#### Your assignment:
Which lines in the records below hold the word "enum"? Copy each of them.

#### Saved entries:
------------------------------------------------

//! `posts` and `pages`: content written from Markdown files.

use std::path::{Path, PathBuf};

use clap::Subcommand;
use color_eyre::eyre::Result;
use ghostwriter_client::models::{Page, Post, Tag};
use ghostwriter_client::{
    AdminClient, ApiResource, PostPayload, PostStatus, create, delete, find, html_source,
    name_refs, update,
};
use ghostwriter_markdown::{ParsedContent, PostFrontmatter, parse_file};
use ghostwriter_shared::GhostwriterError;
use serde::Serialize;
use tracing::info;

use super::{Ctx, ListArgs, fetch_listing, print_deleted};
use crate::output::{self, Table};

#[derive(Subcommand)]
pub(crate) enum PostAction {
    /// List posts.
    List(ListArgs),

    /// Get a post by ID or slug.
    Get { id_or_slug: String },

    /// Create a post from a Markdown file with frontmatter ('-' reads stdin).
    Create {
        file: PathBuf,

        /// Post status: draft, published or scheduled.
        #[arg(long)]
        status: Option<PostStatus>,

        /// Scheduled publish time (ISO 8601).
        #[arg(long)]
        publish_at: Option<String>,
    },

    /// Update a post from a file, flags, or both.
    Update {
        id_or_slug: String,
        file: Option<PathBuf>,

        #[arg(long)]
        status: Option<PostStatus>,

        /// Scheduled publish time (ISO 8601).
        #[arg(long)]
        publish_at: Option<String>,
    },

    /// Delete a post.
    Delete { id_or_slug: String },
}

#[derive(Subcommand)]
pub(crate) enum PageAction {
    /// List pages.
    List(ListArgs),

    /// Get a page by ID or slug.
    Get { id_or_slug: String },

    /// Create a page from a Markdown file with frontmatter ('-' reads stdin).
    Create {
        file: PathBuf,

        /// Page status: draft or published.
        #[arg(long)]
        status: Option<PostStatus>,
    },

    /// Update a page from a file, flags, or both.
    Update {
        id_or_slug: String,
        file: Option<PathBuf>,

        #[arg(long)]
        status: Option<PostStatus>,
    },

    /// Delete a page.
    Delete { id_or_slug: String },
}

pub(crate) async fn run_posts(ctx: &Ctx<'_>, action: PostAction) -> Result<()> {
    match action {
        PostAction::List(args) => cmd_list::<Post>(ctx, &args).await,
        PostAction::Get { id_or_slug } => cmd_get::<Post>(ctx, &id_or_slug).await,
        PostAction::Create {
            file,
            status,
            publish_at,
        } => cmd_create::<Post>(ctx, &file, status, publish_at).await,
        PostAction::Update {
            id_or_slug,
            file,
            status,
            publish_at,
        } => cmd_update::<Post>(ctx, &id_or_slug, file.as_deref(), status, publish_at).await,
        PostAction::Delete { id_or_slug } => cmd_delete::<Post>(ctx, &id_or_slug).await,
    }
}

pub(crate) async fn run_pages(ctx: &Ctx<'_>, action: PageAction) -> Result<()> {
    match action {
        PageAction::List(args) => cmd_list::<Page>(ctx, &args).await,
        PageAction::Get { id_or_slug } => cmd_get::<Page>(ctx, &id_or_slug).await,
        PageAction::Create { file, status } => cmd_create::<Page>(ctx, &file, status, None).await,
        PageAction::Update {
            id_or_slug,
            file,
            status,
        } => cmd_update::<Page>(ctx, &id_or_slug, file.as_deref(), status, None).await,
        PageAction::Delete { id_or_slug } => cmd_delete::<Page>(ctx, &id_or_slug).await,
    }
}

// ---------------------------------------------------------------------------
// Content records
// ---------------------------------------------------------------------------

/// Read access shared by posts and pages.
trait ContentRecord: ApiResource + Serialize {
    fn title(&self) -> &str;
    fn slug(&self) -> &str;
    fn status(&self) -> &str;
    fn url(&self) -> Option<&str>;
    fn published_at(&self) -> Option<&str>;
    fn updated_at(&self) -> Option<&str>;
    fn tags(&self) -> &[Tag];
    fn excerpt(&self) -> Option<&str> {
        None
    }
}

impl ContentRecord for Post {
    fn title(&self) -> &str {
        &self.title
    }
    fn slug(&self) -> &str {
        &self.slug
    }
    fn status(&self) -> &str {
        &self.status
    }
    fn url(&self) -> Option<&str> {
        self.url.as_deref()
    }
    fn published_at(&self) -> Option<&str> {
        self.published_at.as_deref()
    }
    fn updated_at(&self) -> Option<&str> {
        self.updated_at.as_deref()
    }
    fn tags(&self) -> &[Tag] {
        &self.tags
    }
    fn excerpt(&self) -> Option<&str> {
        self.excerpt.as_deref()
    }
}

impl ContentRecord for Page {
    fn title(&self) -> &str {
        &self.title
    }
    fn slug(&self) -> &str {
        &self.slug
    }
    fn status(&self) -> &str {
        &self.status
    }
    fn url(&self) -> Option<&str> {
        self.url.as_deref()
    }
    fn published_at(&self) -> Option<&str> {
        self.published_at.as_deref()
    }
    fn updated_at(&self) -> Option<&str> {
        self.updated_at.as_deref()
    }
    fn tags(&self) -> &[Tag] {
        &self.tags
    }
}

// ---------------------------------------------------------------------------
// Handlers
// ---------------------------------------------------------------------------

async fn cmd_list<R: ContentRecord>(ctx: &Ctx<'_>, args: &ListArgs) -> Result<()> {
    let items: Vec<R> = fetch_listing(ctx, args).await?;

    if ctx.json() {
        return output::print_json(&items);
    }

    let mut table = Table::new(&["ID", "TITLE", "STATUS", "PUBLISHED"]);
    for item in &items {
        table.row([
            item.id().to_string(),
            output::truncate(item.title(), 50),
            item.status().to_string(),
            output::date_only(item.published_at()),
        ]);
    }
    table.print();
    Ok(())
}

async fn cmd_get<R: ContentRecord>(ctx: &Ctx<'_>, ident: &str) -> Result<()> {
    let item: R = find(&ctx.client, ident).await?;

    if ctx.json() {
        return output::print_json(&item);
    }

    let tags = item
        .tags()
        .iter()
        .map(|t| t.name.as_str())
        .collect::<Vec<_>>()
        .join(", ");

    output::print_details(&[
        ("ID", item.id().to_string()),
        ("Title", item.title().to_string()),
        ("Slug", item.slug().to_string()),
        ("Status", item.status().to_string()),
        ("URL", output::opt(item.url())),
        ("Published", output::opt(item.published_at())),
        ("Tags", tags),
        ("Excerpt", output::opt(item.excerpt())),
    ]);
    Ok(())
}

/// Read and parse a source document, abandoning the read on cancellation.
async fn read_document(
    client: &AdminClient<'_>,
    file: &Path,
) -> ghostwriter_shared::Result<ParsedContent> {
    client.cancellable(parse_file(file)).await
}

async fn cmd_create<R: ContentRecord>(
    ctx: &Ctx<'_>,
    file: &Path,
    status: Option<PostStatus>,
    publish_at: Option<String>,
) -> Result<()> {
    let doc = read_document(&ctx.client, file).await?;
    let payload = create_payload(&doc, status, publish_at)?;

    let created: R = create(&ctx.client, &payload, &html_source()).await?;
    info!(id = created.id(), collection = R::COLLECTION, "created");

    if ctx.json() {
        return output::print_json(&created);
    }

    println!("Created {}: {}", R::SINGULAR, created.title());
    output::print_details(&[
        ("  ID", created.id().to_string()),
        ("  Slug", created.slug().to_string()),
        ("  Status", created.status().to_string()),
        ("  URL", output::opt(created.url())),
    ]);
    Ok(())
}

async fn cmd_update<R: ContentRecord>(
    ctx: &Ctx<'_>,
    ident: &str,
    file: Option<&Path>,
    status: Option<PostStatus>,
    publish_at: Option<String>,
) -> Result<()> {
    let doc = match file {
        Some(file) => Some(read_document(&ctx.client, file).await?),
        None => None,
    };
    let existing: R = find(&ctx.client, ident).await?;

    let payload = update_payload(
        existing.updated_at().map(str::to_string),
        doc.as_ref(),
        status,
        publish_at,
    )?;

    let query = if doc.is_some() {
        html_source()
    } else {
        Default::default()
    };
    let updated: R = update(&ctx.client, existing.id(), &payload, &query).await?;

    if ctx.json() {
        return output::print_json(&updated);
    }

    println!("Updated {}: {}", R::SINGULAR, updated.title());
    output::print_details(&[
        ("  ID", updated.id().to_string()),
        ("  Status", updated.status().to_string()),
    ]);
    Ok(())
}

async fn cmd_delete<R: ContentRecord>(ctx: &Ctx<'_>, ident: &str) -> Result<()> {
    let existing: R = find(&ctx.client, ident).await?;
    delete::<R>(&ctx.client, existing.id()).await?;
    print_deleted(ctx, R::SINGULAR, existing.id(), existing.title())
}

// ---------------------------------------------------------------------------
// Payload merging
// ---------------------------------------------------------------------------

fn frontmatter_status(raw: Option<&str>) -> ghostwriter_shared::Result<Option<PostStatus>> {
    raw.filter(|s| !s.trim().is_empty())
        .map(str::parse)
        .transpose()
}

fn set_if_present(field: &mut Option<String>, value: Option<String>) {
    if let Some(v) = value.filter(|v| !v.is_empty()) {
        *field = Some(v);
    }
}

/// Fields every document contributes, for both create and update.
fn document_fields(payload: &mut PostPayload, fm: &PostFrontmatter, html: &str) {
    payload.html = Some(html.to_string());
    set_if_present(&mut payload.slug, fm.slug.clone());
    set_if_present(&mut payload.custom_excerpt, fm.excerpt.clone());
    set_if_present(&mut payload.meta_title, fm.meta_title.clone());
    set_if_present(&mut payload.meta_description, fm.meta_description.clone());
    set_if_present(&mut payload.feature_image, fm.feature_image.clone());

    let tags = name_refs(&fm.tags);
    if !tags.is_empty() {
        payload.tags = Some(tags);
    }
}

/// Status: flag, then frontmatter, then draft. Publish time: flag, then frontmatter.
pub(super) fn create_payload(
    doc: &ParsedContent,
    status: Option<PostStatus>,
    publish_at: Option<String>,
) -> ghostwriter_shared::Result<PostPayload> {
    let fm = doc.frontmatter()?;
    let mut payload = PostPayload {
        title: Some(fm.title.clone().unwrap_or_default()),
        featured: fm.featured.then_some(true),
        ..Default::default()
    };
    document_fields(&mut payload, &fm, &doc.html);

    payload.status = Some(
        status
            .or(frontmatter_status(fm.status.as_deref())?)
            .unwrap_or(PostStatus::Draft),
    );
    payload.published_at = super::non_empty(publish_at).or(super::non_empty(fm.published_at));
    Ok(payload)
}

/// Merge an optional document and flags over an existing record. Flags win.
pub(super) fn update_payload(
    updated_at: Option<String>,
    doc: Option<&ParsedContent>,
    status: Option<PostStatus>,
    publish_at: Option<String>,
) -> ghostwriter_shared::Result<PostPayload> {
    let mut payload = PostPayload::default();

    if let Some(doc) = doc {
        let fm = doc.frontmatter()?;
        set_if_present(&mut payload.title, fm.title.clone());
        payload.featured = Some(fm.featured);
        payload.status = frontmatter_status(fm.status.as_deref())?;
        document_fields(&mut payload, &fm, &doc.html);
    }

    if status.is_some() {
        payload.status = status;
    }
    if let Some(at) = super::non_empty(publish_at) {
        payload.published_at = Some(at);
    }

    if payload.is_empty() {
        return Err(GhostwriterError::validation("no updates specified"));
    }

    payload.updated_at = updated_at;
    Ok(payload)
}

------------------------------------------------

#### Solution to this task:
pub(crate) enum PostAction {
pub(crate) enum PageAction {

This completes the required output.